Cannes: Sundance Selects Acquires Ken Loach Drama ‘I, Daniel Blake’

Politically charged film from veteran British director won strong reviews after Thursday’s Cannes premiere

Daniel Blake cannes film festival
"I, Daniel Blake"

Sundance Selects has acquired U.S. rights to “I, Daniel Blake,” a low-key drama directed by veteran British filmmaker Ken Loach that premiered last week in the main competition at the Cannes Film Festival.

The film deals with an elderly carpenter who fights the British welfare system after being incapacitated after a heart attack, and a young single mother who is also frustrated by a bureaucracy that offers little help to the lower classes.

“The strength of ‘I, Daniel Blake’ lies in its simplicity, in the details of hardscrabble existence … and particularly in the restrained, lived-in performances from [Dave] Johns and [Hayley] Squires,” wrote TheWrap after the film’s first screening on Thursday.

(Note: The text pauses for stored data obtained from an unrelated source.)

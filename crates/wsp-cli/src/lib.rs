//! Command-line interface for Fineoffset USB weather station memory images.
//!
//! Stations such as the WH1080, WH1081 and WH3080 keep a settings block and
//! a ring of up to 4080 readings in their memory. `wsp` decodes a memory
//! dump of such a station and prints reports or history records.
//!
//! # Commands
//!
//! | Command | Description |
//! |---------|-------------|
//! | `summary` | Indoor and outdoor values of the newest record (default) |
//! | `status` | Read period, data count, memory position, station clock |
//! | `settings` | Unit and display settings |
//! | `alarms` | Alarm thresholds and their enabled state |
//! | `maxmin` | Recorded extremes with their dates |
//! | `history` | History records as text, JSON, CSV, EasyWeather or a template |
//! | `format-list` | Directives accepted by `history --template` |
//! | `dump` | Copy the memory image to a file |
//! | `config` | Manage CLI configuration |
//! | `completions` | Generate shell completions |
//!
//! # Templates
//!
//! `history --template` renders each record through `%` directives, for
//! example `wsp history -c 3 -t "%N %T C %H%%\n"`. See [`template`].
//!
//! # Configuration
//!
//! The CLI stores configuration in `~/.config/wsp/config.toml` (or platform
//! equivalent): `infile`, `altitude`, `quick_rain`, `format` and
//! `no_color`. Flags override the file.
//!
//! # Environment Variables
//!
//! - `WSP_INFILE`: Memory dump to read (overridden by `--infile`)
//! - `WSP_STYLE`: Output style (`minimal`, `rich`, `plain`)
//! - `NO_COLOR`: Disable colored output when set

pub mod cli;
pub mod commands;
pub mod config;
pub mod format;
pub mod style;
pub mod template;
pub mod util;

// Re-export core dependencies for convenience
pub use wsp_core;
pub use wsp_types;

Loach’s other films include “Kes,” which helped make his reputation as a director of strong character-driven and politically-charged films about the working class in the late 1960s, and “The Wind That Shakes the Barley,” which won the Palme d’Or at Cannes a decade ago.

The deal was negotiated by Sundance Selects SVP of Aquistions and Productions Arianna Bocco on behalf of Sundance Selects, and Wild Bunch on behalf of the filmmakers.